I think it is important. Thomas cannot have appeared in a vacuum. If it is indeed non-Christian than it must bear some relational aspect with other NON-CHRISTIAN texts in antiquity. The author must have lived sometime in the political history of antiquity.

... but why don't you read Thomas for yourself? Or am I so very biased when I say that it clearly has nothing to do with religion?
I have read your translation of Thomas and am happy to agree that it has nothing to do with religion (especially Christianity) and more to do with some kind of non-dual philosophy.

Have you read Ivan Miroshnikov's "THE GOSPEL OF THOMAS AND PLATO:
A STUDY OF THE IMPACT OF PLATONISM ON THE “FIFTH GOSPEL” ?

If so, setting aside the problems in translation, what are your impressions?

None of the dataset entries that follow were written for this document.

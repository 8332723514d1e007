use assert_cmd::Command;
use predicates::prelude::*;
use std::io::Write;

/*-------------------------------------------------------------------------------------------------
  commonwebacl Binary Tests
-------------------------------------------------------------------------------------------------*/

fn commonwebacl() -> Command {
    let mut command = Command::cargo_bin("commonwebacl").unwrap();
    // Keep allow-lists from the surrounding environment out of the tests
    for env_var in [
        "COMMONWEBACL_SCOPE",
        "COMMONWEBACL_ALLOWED_IPV4_ADDRESS_RANGES",
        "COMMONWEBACL_ALLOWED_IPV6_ADDRESS_RANGES",
        "COMMONWEBACL_ALLOWED_COUNTRY_CODES",
    ] {
        command.env_remove(env_var);
    }
    command
}

/*--------------------------------------------------------------------------------------
  No Arguments - Allow-All Web ACL
--------------------------------------------------------------------------------------*/

#[test]
fn command_no_args() {
    commonwebacl()
        .assert()
        .success()
        .stdout(predicate::str::contains("AWS::WAFv2::WebACL"))
        .stdout(predicate::str::contains("AWS::WAFv2::IPSet").not());
}

/*--------------------------------------------------------------------------------------
  Version
--------------------------------------------------------------------------------------*/

#[test]
fn command_version() {
    commonwebacl().arg("--version").assert().success();
}

/*--------------------------------------------------------------------------------------
  Output Formats
--------------------------------------------------------------------------------------*/

/*-----------------------------------------------------------------------------
  Output: Template
-----------------------------------------------------------------------------*/

#[test]
fn command_output_template() {
    let output = commonwebacl()
        .args(["--id", "Api", "--ipv4", "10.0.0.0/8", "--country", "us,ca"])
        .args(["--output", "template"])
        .output()
        .unwrap();
    assert!(output.status.success());

    let template: serde_json::Value = serde_json::from_slice(&output.stdout).unwrap();
    let rules = &template["Resources"]["WebAclApi"]["Properties"]["Rules"];
    assert_eq!(rules[0]["Name"], "IpSetRuleApi");
    assert_eq!(rules[0]["Priority"], 1);
    assert_eq!(rules[1]["Name"], "CountryCodeRuleApi");
    assert_eq!(rules[1]["Priority"], 2);
    assert_eq!(
        template["Resources"]["IPv6SetApi"]["Properties"]["Addresses"],
        serde_json::json!(["::/1", "8000::/1"])
    );
    assert_eq!(
        template["Outputs"]["WebAclArn"]["Value"]["Fn::GetAtt"][0],
        "WebAclApi"
    );
}

/*-----------------------------------------------------------------------------
  Output: Table
-----------------------------------------------------------------------------*/

#[test]
fn command_output_table() {
    commonwebacl()
        .args(["--country", "JP", "--output", "table"])
        .assert()
        .success()
        .stdout(predicate::str::contains("CountryCodeRuleWebAcl"))
        .stdout(predicate::str::contains("IpSetRule").not());
}

/*-----------------------------------------------------------------------------
  Output: CIDR
-----------------------------------------------------------------------------*/

#[test]
fn command_output_cidr() {
    commonwebacl()
        .args(["-6", "2001:db8::/32", "--output", "cidr"])
        .assert()
        .success()
        .stdout("0.0.0.0/1\n128.0.0.0/1\n2001:db8::/32\n");
}

/*-----------------------------------------------------------------------------
  Output: Countries
-----------------------------------------------------------------------------*/

#[test]
fn command_output_countries() {
    commonwebacl()
        .args(["-c", "us", "-c", "ca", "--output", "countries"])
        .assert()
        .success()
        .stdout("US\nCA\n");
}

/*--------------------------------------------------------------------------------------
  Scope
--------------------------------------------------------------------------------------*/

#[test]
fn command_scope_edge() {
    commonwebacl()
        .args(["--scope", "edge", "--ipv4", "10.0.0.0/8"])
        .assert()
        .success()
        .stdout(predicate::str::contains(r#""Scope": "CLOUDFRONT""#));
}

#[test]
fn command_invalid_scope() {
    commonwebacl().args(["--scope", "global"]).assert().failure();
}

/*--------------------------------------------------------------------------------------
  Invalid Input
--------------------------------------------------------------------------------------*/

#[test]
fn command_invalid_prefix() {
    commonwebacl()
        .args(["--ipv4", "10.0.0.0/33"])
        .assert()
        .failure()
        .stderr(predicate::str::contains("Invalid IP prefix"));
}

#[test]
fn command_wrong_address_family() {
    commonwebacl()
        .args(["--ipv4", "2001:db8::/32"])
        .assert()
        .failure();
}

#[test]
fn command_invalid_id() {
    commonwebacl().args(["--id", "web-acl"]).assert().failure();
}

/*--------------------------------------------------------------------------------------
  Parameters File and Environment
--------------------------------------------------------------------------------------*/

#[test]
fn command_parameters_file() {
    let mut parameters = tempfile::NamedTempFile::new().unwrap();
    write!(
        parameters,
        r#"{{"scope": "REGIONAL", "allowedIpV4AddressRanges": null, "allowedCountryCodes": ["DE"]}}"#
    )
    .unwrap();

    commonwebacl()
        .arg("--parameters")
        .arg(parameters.path())
        .args(["--output", "countries"])
        .assert()
        .success()
        .stdout("DE\n");
}

#[test]
fn command_arguments_override_environment() {
    commonwebacl()
        .env("COMMONWEBACL_ALLOWED_COUNTRY_CODES", "FR")
        .args(["--country", "IT", "--output", "countries"])
        .assert()
        .success()
        .stdout("IT\n");
}

#[test]
fn command_environment() {
    commonwebacl()
        .env("COMMONWEBACL_ALLOWED_IPV4_ADDRESS_RANGES", "192.0.2.0/24")
        .args(["--output", "cidr"])
        .assert()
        .success()
        .stdout("192.0.2.0/24\n::/1\n8000::/1\n");
}

#[test]
fn command_empty_environment_is_unrestricted() {
    commonwebacl()
        .env("COMMONWEBACL_ALLOWED_IPV4_ADDRESS_RANGES", "")
        .env("COMMONWEBACL_ALLOWED_COUNTRY_CODES", "")
        .args(["--output", "table"])
        .assert()
        .success()
        .stdout(predicate::str::contains("IpSetRule").not())
        .stdout(predicate::str::contains("CountryCodeRule").not());
}

/*--------------------------------------------------------------------------------------
  CSV
--------------------------------------------------------------------------------------*/

#[test]
fn command_csv() {
    let directory = tempfile::tempdir().unwrap();
    let csv_file = directory.path().join("rules.csv");

    commonwebacl()
        .args(["--ipv4", "10.0.0.0/8", "--country", "US", "--output", "table"])
        .arg("--csv")
        .arg(&csv_file)
        .assert()
        .success();

    let csv = std::fs::read_to_string(&csv_file).unwrap();
    let lines: Vec<&str> = csv.lines().collect();
    assert_eq!(lines.len(), 3);
    assert!(lines[0].starts_with("Priority,Rule,Action,Condition,Scope"));
    assert!(lines[1].starts_with("1,IpSetRuleWebAcl,block,"));
    assert!(lines[2].starts_with("2,CountryCodeRuleWebAcl,block,"));
}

Note that the author believes that Thomas is related to Christianity. Setting this aside he also admits (Concluding remarks) that:

Thomas is neither a philosophical text nor a Platonist one. Unlike philosophical works, Thomas does not attempt to persuade its readers by means of an argumentative discourse. The majority of Thomasine sayings have nothing to do with Platonist philosophy. Thomas savored the delight of philosophy with the fingertip, which makes it quite understandable why the Platonist flavor of this text went almost unnoticed by scholars of Thomas. Yet even a gentle touch of philosophy makes a significant impact.

////

Having made this clarification, it is now appropriate to make an inventory of the Platonizing sayings in Thomas:

* Sayings 56 and 80 make use of the Platonist notions that the world is a body and that every human body is a corpse in order to express a view of the world that is essentially anti-Platonist: the world is nothing but a despicable corpse.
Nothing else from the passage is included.